Habremos de recordar que un momento decisivo en el cerco al fuerte de San Diego fue cuando un pequeño núcleo de insurgentes, comandado por el joven Pablo Galeana, se hizo de la isla de la Roqueta (9 de junio de 1813) –para privar al castillo de los servicios de apoyo que desde allí se generaban–, pero que este heroico hecho de armas no llevó en lo inmediato al jaque mate sobre la fuerza enemiga, dada la llegada a las costas acapulqueñas del realista bergantín San Carlos, proveniente del puerto de San Blas (9 de julio de 1813). Pero durante los primeros días del mes de agosto –ahora, hace 200 años– la rendición del fuerte se convirtió en una cuestión de días pues el cansancio y las enfermedades (la peste, entre ellas) empezaron a abatir a los sitiados.
Una líneas de Julio Zárate (México a través de los siglos) amplían el enfoque: “Los del castillo estaban […] sujetos a duras privaciones pues carecían de carne y de leña, habiendo tenido que suplir ésta quemando todos los trastos inútiles, los cuales, consumidos, se estaba ya en el caso de tener que alimentar el fuego con las puertas interiores: las enfermedades se habían aumentado y no quedaba en pie más que la gente precisa para el servicio.”
Morelos logró tener información precisa sobre este asunto, pues un realista desertor de nombre Liquidano le dio los pormenores el 17 de agosto. Fue ese mismo día cuando el cura de Carácuaro dio el paso final del largo y ya costosísimo proceso de cerco. Escrito por él mismo, en un texto dirigido a Benito Rocha y Pardiñas, gobernador militar de Oaxaca, señalaba:
“El 17 de agosto en la noche determiné que el señor mariscal don Hermenegildo Galeana, con una corta división, ciñera el sitio hasta el foso por el lado de los Hornos, a la derecha del castillo; y al siempre valeroso teniente coronel don Felipe González, por la izquierda, venciendo éste los grandes obstáculos de profundos voladeros que caen al mar, rasando al pie de la muralla y dominado del fusil y granadas que le disparaban en algún número. Superóse todo, no obstante la oscuridad de la noche, y a pesar de que el señor mariscal pasó por los Hornos dominado del cañón y de todos sus fuegos, sin más muralla que su cuerpo, hasta encontrarse el uno con el otro, y sin más novedad que un capitán y un soldado heridos de bala y fusil.”
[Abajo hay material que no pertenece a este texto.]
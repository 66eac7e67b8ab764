// OAuth token acquisition and caching for the Calix cloud
//
// Token lifecycle: no token → password grant → valid; near expiry →
// refresh grant → valid, or fall back to a fresh password grant when the
// refresh is rejected. The cache lives behind a tokio mutex that is held
// across the grant round-trip, so concurrent callers never race into
// duplicate authentications.

use chrono::Utc;
use secrecy::ExposeSecret;
use serde::{Deserialize, Deserializer};
use tokio::sync::Mutex;
use tracing::{debug, warn};

use crate::config::InsightsConfig;
use crate::error::{Error, body_preview};
use crate::transport::TransportConfig;

/// Tokens are treated as expired this long before their actual expiry,
/// so a request never rides a token that dies mid-flight.
const EXPIRY_BUFFER_MS: i64 = 30 * 60 * 1000;

/// Lifetime assumed when the vendor supplies no expiry information.
const DEFAULT_LIFETIME_SECS: i64 = 3600;

/// The cached grant result. Owned exclusively by [`AuthClient`].
#[derive(Debug, Clone)]
struct CachedToken {
    access_token: String,
    refresh_token: Option<String>,
    expires_at_ms: i64,
}

impl CachedToken {
    fn is_fresh(&self, now_ms: i64) -> bool {
        now_ms < self.expires_at_ms - EXPIRY_BUFFER_MS
    }
}

/// Wire shape of the vendor token endpoint response.
#[derive(Debug, Deserialize)]
struct TokenResponse {
    access_token: Option<String>,
    refresh_token: Option<String>,
    expires_in: Option<i64>,
    /// Absolute expiry; some tenants return it as a string.
    #[serde(default, deserialize_with = "number_or_string")]
    access_token_expiry_millis: Option<i64>,
}

/// `{"fault": {"faultstring": "...", "detail": {"errorcode": "..."}}}`
#[derive(Debug, Deserialize)]
struct FaultResponse {
    fault: Option<Fault>,
}

#[derive(Debug, Deserialize)]
struct Fault {
    faultstring: Option<String>,
    detail: Option<FaultDetail>,
}

#[derive(Debug, Deserialize)]
struct FaultDetail {
    errorcode: Option<String>,
}

fn number_or_string<'de, D>(deserializer: D) -> Result<Option<i64>, D::Error>
where
    D: Deserializer<'de>,
{
    #[derive(Deserialize)]
    #[serde(untagged)]
    enum Raw {
        Number(i64),
        Text(String),
    }

    Ok(match Option::<Raw>::deserialize(deserializer)? {
        Some(Raw::Number(n)) => Some(n),
        Some(Raw::Text(s)) => s.trim().parse().ok(),
        None => None,
    })
}

/// Produces valid bearer tokens for gateway calls, minimizing redundant
/// authentication round-trips.
///
/// Callers hold an `Arc<AuthClient>` and pass it explicitly to the
/// gateway — there is no process-global token state.
pub struct AuthClient {
    http: reqwest::Client,
    config: InsightsConfig,
    cache: Mutex<Option<CachedToken>>,
}

impl AuthClient {
    pub fn new(config: InsightsConfig, transport: &TransportConfig) -> Result<Self, Error> {
        Ok(Self {
            http: transport.build_client()?,
            config,
            cache: Mutex::new(None),
        })
    }

    /// Return a valid access token, authenticating only when needed.
    ///
    /// A cached token comfortably inside its expiry window is returned
    /// without any network traffic. Otherwise a refresh-token grant is
    /// attempted first; if that fails for any reason (or no refresh token
    /// is cached), a full password grant runs with the configured
    /// credentials.
    pub async fn access_token(&self) -> Result<String, Error> {
        let mut cache = self.cache.lock().await;
        let now_ms = Utc::now().timestamp_millis();

        if let Some(token) = cache.as_ref() {
            if token.is_fresh(now_ms) {
                return Ok(token.access_token.clone());
            }
        }

        if let Some(refresh_token) = cache.as_ref().and_then(|t| t.refresh_token.clone()) {
            debug!("attempting token refresh");
            match self.refresh_grant(&refresh_token).await {
                Ok(response) => {
                    let token = build_cached(response, Some(refresh_token))?;
                    let access = token.access_token.clone();
                    *cache = Some(token);
                    debug!("token refreshed");
                    return Ok(access);
                }
                Err(err) => {
                    warn!("token refresh failed, falling back to password grant: {err}");
                }
            }
        }

        let response = self.password_grant().await?;
        let token = build_cached(response, None)?;
        let access = token.access_token.clone();
        *cache = Some(token);
        debug!("token obtained via password grant");
        Ok(access)
    }

    // ── Grant flows ─────────────────────────────────────────────────

    async fn refresh_grant(&self, refresh_token: &str) -> Result<TokenResponse, Error> {
        let form = [
            ("grant_type", "refresh_token"),
            ("refresh_token", refresh_token),
            ("client_secret", self.config.client_secret.expose_secret()),
        ];
        self.send_grant(&form).await
    }

    async fn password_grant(&self) -> Result<TokenResponse, Error> {
        // Fail fast on blank credentials — no point hitting the network.
        let required = [
            ("CALIX_CLIENT_ID", self.config.client_id.as_str()),
            ("CALIX_USERNAME", self.config.username.as_str()),
            ("CALIX_PASSWORD", self.config.password.expose_secret()),
        ];
        for (name, value) in required {
            if value.is_empty() {
                return Err(Error::Config {
                    message: format!("{name} is not configured"),
                });
            }
        }

        let mut form = vec![
            ("grant_type", "password"),
            ("client_id", self.config.client_id.as_str()),
            ("client_secret", self.config.client_secret.expose_secret()),
            ("username", self.config.username.as_str()),
            ("password", self.config.password.expose_secret()),
        ];
        if let Some(tenant) = self.config.tenant.as_deref() {
            form.push(("tenant", tenant));
        }
        self.send_grant(&form).await
    }

    async fn send_grant(&self, form: &[(&str, &str)]) -> Result<TokenResponse, Error> {
        debug!("requesting token from {}", self.config.auth_url);

        let resp = self
            .http
            .post(self.config.auth_url.clone())
            .header("X-Calix-ClientID", &self.config.client_id)
            .header("Accept", "application/json")
            .form(form)
            .send()
            .await
            .map_err(Error::Transport)?;

        let status = resp.status();
        let body = resp.text().await.unwrap_or_default();

        if !status.is_success() {
            // Apigee-style fault objects carry the useful diagnostics.
            if let Ok(FaultResponse { fault: Some(fault) }) = serde_json::from_str(&body) {
                let faultstring = fault.faultstring.unwrap_or_default();
                let errorcode = fault
                    .detail
                    .and_then(|d| d.errorcode)
                    .unwrap_or_default();
                return Err(Error::Authentication {
                    message: format!("Calix auth fault: {faultstring} ({errorcode})"),
                });
            }
            return Err(Error::Authentication {
                message: format!(
                    "token endpoint returned HTTP {status}: {}",
                    body_preview(&body)
                ),
            });
        }

        serde_json::from_str(&body).map_err(|e| Error::Authentication {
            message: format!("malformed token response: {e}"),
        })
    }
}

/// Turn a grant response into a cache entry.
///
/// Expiry priority: the vendor's absolute timestamp, then a relative
/// `expires_in`, then a fixed default lifetime. The refresh token
/// rotates only when the server supplied a new one.
fn build_cached(
    response: TokenResponse,
    retained_refresh: Option<String>,
) -> Result<CachedToken, Error> {
    let access_token = response.access_token.ok_or_else(|| Error::Authentication {
        message: "no access_token in vendor response".into(),
    })?;

    let now_ms = Utc::now().timestamp_millis();
    let expires_at_ms = match (response.access_token_expiry_millis, response.expires_in) {
        (Some(millis), _) => millis,
        (None, Some(secs)) => now_ms + secs * 1000,
        (None, None) => now_ms + DEFAULT_LIFETIME_SECS * 1000,
    };

    Ok(CachedToken {
        access_token,
        refresh_token: response.refresh_token.or(retained_refresh),
        expires_at_ms,
    })
}
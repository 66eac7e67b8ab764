// Shared transport configuration for building reqwest::Client instances.
//
// The auth and gateway clients share timeout and user-agent settings
// through this module, avoiding duplicated builder logic.

use std::time::Duration;

/// Shared transport configuration for building HTTP clients.
#[derive(Debug, Clone)]
pub struct TransportConfig {
    pub timeout: Duration,
}

impl Default for TransportConfig {
    fn default() -> Self {
        Self {
            // The vendor queues throttled requests server-side, and a full
            // aggregation pass paces itself across many sequential calls.
            // Individual requests stay generous rather than failing early.
            timeout: Duration::from_secs(120),
        }
    }
}

impl TransportConfig {
    /// Build a `reqwest::Client` from this config.
    pub fn build_client(&self) -> Result<reqwest::Client, crate::error::Error> {
        reqwest::Client::builder()
            .timeout(self.timeout)
            .user_agent("homelink/0.1.0")
            .build()
            .map_err(crate::error::Error::Transport)
    }
}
Fue en definitiva este movimiento envolvente y sorpresivo el que hizo la diferencia táctica del momento, colmando la desesperación y los miedos de los defensores del castillo y llevándolos a pedir parlamento. El calendario fijó el 20 de agosto [de 1813] como el día de la capitulación, con un saldo de “noventa piezas de artillería, quinientos fusiles y un inmenso acopio de municiones”.